Bugzilla 3.2.3 fixes some important bugs:
- One of the security fixes implemented in Bugzilla 3.2.1 broke the ability to edit several bugs at once if the installation was using a shadow DB with the –read-only option (Bugzilla was trying to write into the shadow DB instead of the master DB). Installations not using a shadow DB are not affected by this issue.
- Due to our new token protection implemented in Bugzilla 3.2.1 to prevent unwanted bug changes, some Bugzilla clients were unable to edit bugs anymore as they had no valid token in hands. The XML format of bugs now contains a valid token which can be used to edit them (keep in mind that the token is generated based on the user ID, so you cannot use your own token with someone else, which is the goal of using tokens!).
- Saved searches with UT8 characters in their name no longer crash Bugzilla (again a regression due to one of the security fixes implemented in Bugzilla 3.2.1).
- Due to a change in MySQL 5.1.31 and newer, "SET SESSION max_allowed_packet" is no longer allowed, making previous versions of Bugzilla 3.2.x to fail. This problem is now fixed.
- Attachments now have the same token protection as bugs themselves. This is our last security fix related to cross-site request forgery (read the previous security advisory if you want to see which other areas were fixed in our previous security release).
All known regressions introduced in Bugzilla 3.2.1/3.2.2 have been fixed in Bugzilla 3.2.3. This means you really should upgrade your installation to 3.2.3.
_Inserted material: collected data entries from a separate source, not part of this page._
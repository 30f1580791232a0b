//! Testing utilities.
//!
//! Provides `MemoryRepository`, an in-memory [`CharacterRepository`] so
//! engine callers can be exercised without touching the filesystem.

use crate::character::{Character, CharacterId};
use crate::persist::{CharacterRepository, PersistError};
use async_trait::async_trait;
use std::collections::HashMap;
use tokio::sync::Mutex;

/// In-memory character storage with the same contract as the file-backed
/// repository, including the `updated_at` refresh on save.
#[derive(Debug, Default)]
pub struct MemoryRepository {
    characters: Mutex<HashMap<CharacterId, Character>>,
}

impl MemoryRepository {
    pub fn new() -> Self {
        Self::default()
    }

    /// Seed the repository with existing records.
    pub fn with_characters(characters: impl IntoIterator<Item = Character>) -> Self {
        Self {
            characters: Mutex::new(characters.into_iter().map(|c| (c.id, c)).collect()),
        }
    }

    /// Number of stored records.
    pub async fn len(&self) -> usize {
        self.characters.lock().await.len()
    }

    pub async fn is_empty(&self) -> bool {
        self.characters.lock().await.is_empty()
    }
}

#[async_trait]
impl CharacterRepository for MemoryRepository {
    async fn list(&self) -> Result<Vec<Character>, PersistError> {
        Ok(self.characters.lock().await.values().cloned().collect())
    }

    async fn get(&self, id: CharacterId) -> Result<Option<Character>, PersistError> {
        Ok(self.characters.lock().await.get(&id).cloned())
    }

    async fn save(&self, character: &Character) -> Result<Character, PersistError> {
        let mut stamped = character.clone();
        stamped.touch();
        self.characters
            .lock()
            .await
            .insert(stamped.id, stamped.clone());
        Ok(stamped)
    }

    async fn delete(&self, id: CharacterId) -> Result<(), PersistError> {
        self.characters.lock().await.remove(&id);
        Ok(())
    }
}
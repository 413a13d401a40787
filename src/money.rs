use serde::Deserialize;

use std::{
    fmt::{Debug, Display},
    iter::Sum,
    ops::{AddAssign, Mul},
    str::FromStr,
};

/// Represents an amount of money.
///
/// The amount is stored as an `f64`, but the [`Display`] implementation
/// formats it to 2 decimal places.
#[derive(Clone, Copy, Default, Deserialize, PartialEq, PartialOrd)]
#[serde(transparent)]
pub struct Money(f64);

impl Money {
    #[must_use]
    pub fn new(amount: f64) -> Self {
        Self(amount)
    }

    #[must_use]
    pub fn amount(self) -> f64 {
        self.0
    }

    /// Reports whether this is a usable unit price: finite and not negative.
    #[must_use]
    pub fn is_valid_price(self) -> bool {
        self.0.is_finite() && self.0 >= 0.0
    }
}

impl Debug for Money {
    fn fmt(&self, f: &mut std::fmt::Formatter<'_>) -> std::fmt::Result {
        Display::fmt(self, f)
    }
}

impl Display for Money {
    fn fmt(&self, f: &mut std::fmt::Formatter<'_>) -> std::fmt::Result {
        write!(f, "{:.2}", self.0)
    }
}

impl FromStr for Money {
    type Err = anyhow::Error;

    fn from_str(s: &str) -> std::result::Result<Self, Self::Err> {
        Ok(Self(s.trim().replace(',', "").parse()?))
    }
}

impl AddAssign for Money {
    fn add_assign(&mut self, rhs: Self) {
        self.0 += rhs.0;
    }
}

impl Mul<f64> for Money {
    type Output = Self;

    fn mul(self, rhs: f64) -> Self::Output {
        Self(self.0 * rhs)
    }
}

impl Sum for Money {
    fn sum<I: Iterator<Item = Self>>(iter: I) -> Self {
        iter.fold(Self::default(), |mut acc, m| {
            acc += m;
            acc
        })
    }
}

#[cfg(test)]
mod tests {
    use super::*;

    #[test]
    fn display_rounds_to_two_places() {
        assert_eq!(Money::new(35.0).to_string(), "35.00");
        assert_eq!(Money::new(2.005_1).to_string(), "2.01");
        assert_eq!(Money::default().to_string(), "0.00");
    }

    #[test]
    fn from_str_accepts_thousands_separators() {
        assert_eq!(Money::from_str("3,409.15").unwrap(), Money::new(3409.15));
        assert_eq!(Money::from_str(" 12.5 ").unwrap(), Money::new(12.5));
        assert!(Money::from_str("twelve").is_err());
    }

    #[test]
    fn negative_and_non_finite_amounts_are_not_valid_prices() {
        assert!(Money::new(0.0).is_valid_price());
        assert!(!Money::new(-1.0).is_valid_price());
        assert!(!Money::new(f64::NAN).is_valid_price());
        assert!(!Money::new(f64::INFINITY).is_valid_price());
    }

    #[test]
    fn sum_adds_all_amounts() {
        let total: Money = [Money::new(30.0), Money::new(5.0)].into_iter().sum();
        assert_eq!(total, Money::new(35.0));
    }
}
use serde::{Deserialize, Deserializer};
use serde_json::Value;
use tracing::{debug, warn};

use std::path::Path;

use crate::error::{read_input, LoadError};

/// The quantity field of a sale, as found in the input.
///
/// Quantities are kept as written, and only judged when the sale is priced, so
/// that a bad quantity excludes one sale rather than failing the whole file.
#[derive(Clone, Copy, Debug, Default, PartialEq)]
pub enum Quantity {
    /// No quantity given, or `null`.
    #[default]
    Missing,
    /// A number, or a string holding one.
    Units(f64),
    /// Anything else.
    Invalid,
}

impl Quantity {
    /// Returns the number of units sold, if this is a finite, non-negative
    /// number.
    #[must_use]
    pub fn units(self) -> Option<f64> {
        match self {
            Self::Units(q) if q.is_finite() && q >= 0.0 => Some(q),
            _ => None,
        }
    }
}

impl From<&Value> for Quantity {
    fn from(value: &Value) -> Self {
        match value {
            Value::Null => Self::Missing,
            Value::Number(n) => n.as_f64().map_or(Self::Invalid, Self::Units),
            Value::String(s) => s.trim().parse::<f64>().map_or(Self::Invalid, Self::Units),
            _ => Self::Invalid,
        }
    }
}

impl<'de> Deserialize<'de> for Quantity {
    fn deserialize<D: Deserializer<'de>>(deserializer: D) -> Result<Self, D::Error> {
        Ok(Self::from(&Value::deserialize(deserializer)?))
    }
}

/// Renders a scalar as text: strings as-is, anything else as JSON.
fn text(value: &Value) -> Option<String> {
    match value {
        Value::Null => None,
        Value::String(s) => Some(s.clone()),
        other => Some(other.to_string()),
    }
}

/// Reads an optional label field, accepting numbers as well as strings.
fn label<'de, D: Deserializer<'de>>(deserializer: D) -> Result<Option<String>, D::Error> {
    Ok(text(&Value::deserialize(deserializer)?))
}

/// Defines the JSON format for one sale.
///
/// `Product` must be a string. `SALE_ID` and `SALE_Date` are only labels, so
/// numbers are accepted for them too.
#[derive(Clone, Debug, Default, Deserialize, PartialEq)]
pub struct Sale {
    #[serde(rename = "SALE_ID", default, deserialize_with = "label")]
    pub id: Option<String>,
    #[serde(rename = "SALE_Date", default, deserialize_with = "label")]
    pub date: Option<String>,
    #[serde(rename = "Product", alias = "id", default)]
    pub product: Option<String>,
    #[serde(rename = "Quantity", alias = "qty", default)]
    pub quantity: Quantity,
}

impl Sale {
    #[must_use]
    pub fn new(product: &str, quantity: f64) -> Self {
        Self {
            product: Some(product.to_string()),
            quantity: Quantity::Units(quantity),
            ..Self::default()
        }
    }

    /// Recovers what can be shown in the report from a record that doesn't
    /// fit the [`Sale`] format.
    fn salvage(record: &Value) -> Self {
        let product = record
            .get("Product")
            .or_else(|| record.get("id"))
            .and_then(Value::as_str)
            .map(str::to_string);
        Self {
            id: record.get("SALE_ID").and_then(text),
            date: record.get("SALE_Date").and_then(text),
            product,
            quantity: Quantity::Missing,
        }
    }
}

/// A sale record that is a JSON object, but couldn't be read as a [`Sale`].
///
/// For example, its `Product` isn't a string, or it names the same field
/// twice (`Product` and `id`). It is priced as a
/// [`RecordError::MalformedRecord`](crate::RecordError::MalformedRecord).
#[derive(Clone, Debug, PartialEq)]
pub struct Unreadable {
    /// Whatever could be recovered from the record.
    pub sale: Sale,
    pub reason: String,
}

/// An ordered list of sale records.
///
/// Records are kept in input order and never merged: two sales of the same
/// product are two separate line items. A record that can't be read is kept
/// in place as an [`Unreadable`], so that it shows up in the report without
/// stopping the others from being counted.
#[derive(Debug, Default)]
pub struct Sales(Vec<Result<Sale, Unreadable>>);

impl Sales {
    /// Reads sales from the JSON file at `path`.
    ///
    /// # Errors
    ///
    /// Returns [`LoadError::FileNotFound`] if the file can't be read, and
    /// [`LoadError::MalformedInput`] if its content isn't a JSON array of
    /// objects.
    pub fn from_file(path: impl AsRef<Path>) -> Result<Self, LoadError> {
        Self::from_json(&read_input(path.as_ref())?)
    }

    /// Parses sales from JSON text.
    ///
    /// # Errors
    ///
    /// Returns [`LoadError::MalformedInput`] if `json` isn't a JSON array of
    /// objects.
    pub fn from_json(json: &str) -> Result<Self, LoadError> {
        let items: Vec<Value> = serde_json::from_str(json)?;
        let mut sales = Vec::with_capacity(items.len());
        for (idx, item) in items.into_iter().enumerate() {
            if !item.is_object() {
                return Err(LoadError::MalformedInput(format!(
                    "sale record {idx} is not an object"
                )));
            }
            let sale = Sale::deserialize(&item).map_err(|err| {
                warn!(sale = idx, error = %err, "unreadable sale record");
                Unreadable {
                    sale: Sale::salvage(&item),
                    reason: err.to_string(),
                }
            });
            sales.push(sale);
        }
        debug!(sales = sales.len(), "sales loaded");
        Ok(Self(sales))
    }

    pub fn iter(&self) -> impl Iterator<Item = &Result<Sale, Unreadable>> {
        self.0.iter()
    }

    #[must_use]
    pub fn len(&self) -> usize {
        self.0.len()
    }

    #[must_use]
    pub fn is_empty(&self) -> bool {
        self.0.is_empty()
    }
}

impl From<Vec<Sale>> for Sales {
    fn from(sales: Vec<Sale>) -> Self {
        Self(sales.into_iter().map(Ok).collect())
    }
}

#[cfg(test)]
mod tests {
    use super::*;

    fn read(sales: &Sales) -> Vec<&Sale> {
        sales.iter().map(|s| s.as_ref().unwrap()).collect()
    }

    #[test]
    fn from_file_fn_correctly_parses_sales() {
        let sales = Sales::from_file("testdata/sales.json").unwrap();
        assert_eq!(sales.len(), 5);
        let first = read(&sales)[0];
        assert_eq!(first.id.as_deref(), Some("1"));
        assert_eq!(first.date.as_deref(), Some("01/12/23"));
        assert_eq!(first.product.as_deref(), Some("Elote"));
        assert_eq!(first.quantity, Quantity::Units(3.0));
    }

    #[test]
    fn from_file_fn_keeps_repeated_products_as_separate_sales() {
        let sales = Sales::from_file("testdata/sales.json").unwrap();
        let elotes = read(&sales)
            .into_iter()
            .filter(|s| s.product.as_deref() == Some("Elote"))
            .count();
        assert_eq!(elotes, 2);
    }

    #[test]
    fn from_file_fn_returns_file_not_found_for_missing_path() {
        let err = Sales::from_file("testdata/no_such_file.json").unwrap_err();
        assert!(matches!(err, LoadError::FileNotFound { .. }));
    }

    #[test]
    fn from_file_fn_returns_malformed_input_for_invalid_utf8() {
        let err = Sales::from_file("testdata/not_utf8.json").unwrap_err();
        assert!(matches!(err, LoadError::MalformedInput(_)), "{err:?}");
    }

    #[test]
    fn from_json_fn_rejects_malformed_content() {
        for json in [
            "not json",
            r#"{"Product": "A"}"#,
            r#"[{"Product": "A"}, "B"]"#,
            r#"[["A", "d", "A", 3]]"#,
            r#"[{"Product": "A", "Quantity": 1}, null]"#,
        ] {
            let err = Sales::from_json(json).unwrap_err();
            assert!(matches!(err, LoadError::MalformedInput(_)), "{json}");
        }
    }

    #[test]
    fn from_json_fn_accepts_short_field_aliases() {
        let sales = Sales::from_json(r#"[{"id": "A", "qty": 3}]"#).unwrap();
        assert_eq!(read(&sales), vec![&Sale::new("A", 3.0)]);
    }

    #[test]
    fn from_json_fn_keeps_bad_fields_for_later_validation() {
        let sales = Sales::from_json(
            r#"[{"Quantity": 1}, {"Product": "A"}, {"Product": "A", "Quantity": "lots"}, {"Product": "A", "Quantity": "2"}]"#,
        )
        .unwrap();
        let sales = read(&sales);
        assert_eq!(sales[0].product, None);
        assert_eq!(sales[1].quantity, Quantity::Missing);
        assert_eq!(sales[2].quantity, Quantity::Invalid);
        assert_eq!(sales[3].quantity, Quantity::Units(2.0));
    }

    #[test]
    fn from_json_fn_keeps_unreadable_records_without_failing_the_batch() {
        let sales = Sales::from_json(
            r#"[{"Product": "A", "Quantity": 1}, {"id": 7, "Product": "A", "Quantity": 2}, {"Quantity": 2, "qty": 3, "Product": "B"}]"#,
        )
        .unwrap();
        let sales: Vec<_> = sales.iter().collect();
        assert_eq!(sales.len(), 3);
        assert_eq!(sales[0], &Ok(Sale::new("A", 1.0)));
        let dup_product = sales[1].as_ref().unwrap_err();
        assert_eq!(dup_product.sale.product.as_deref(), Some("A"));
        assert!(dup_product.reason.contains("duplicate field"), "{}", dup_product.reason);
        let dup_quantity = sales[2].as_ref().unwrap_err();
        assert_eq!(dup_quantity.sale.product.as_deref(), Some("B"));
    }

    #[test]
    fn from_json_fn_does_not_stringify_non_string_products() {
        let sales = Sales::from_json(
            r#"[{"SALE_ID": 9, "Product": 7, "Quantity": 1}, {"Product": true, "Quantity": 1}]"#,
        )
        .unwrap();
        for sale in sales.iter() {
            let unreadable = sale.as_ref().unwrap_err();
            assert_eq!(unreadable.sale.product, None);
        }
        let first = sales.iter().next().unwrap().as_ref().unwrap_err();
        assert_eq!(first.sale.id.as_deref(), Some("9"));
    }

    #[test]
    fn units_fn_rejects_negative_and_non_numeric_quantities() {
        assert_eq!(Quantity::Units(2.0).units(), Some(2.0));
        assert_eq!(Quantity::Units(0.0).units(), Some(0.0));
        assert_eq!(Quantity::Units(-1.0).units(), None);
        assert_eq!(Quantity::Units(f64::NAN).units(), None);
        assert_eq!(Quantity::Invalid.units(), None);
        assert_eq!(Quantity::Missing.units(), None);
    }
}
Bugzilla 3.3.4 is our last development release before Bugzilla 3.4rc1. This means it’s feature complete and we will now only focus on bug fixes (enhancements are no longer allowed on this branch). Newly introduced features are listed in the Status Update. The most significant change is the new front page (screenshot). Feedback is much welcome! Please keep in mind that Bugzilla 3.3.4 got no QA at all, meaning that it’s potentially unstable. If you need a stable release, use Bugzilla 3.2.3.
To developers, note that we have reopened the trunk and new enhancements are again allowed. The current trunk version is Bugzilla 3.5 (which will become Bugzilla 3.6 when it’s stable). The 3.4 branch is tagged BUGZILLA-3_4-BRANCH.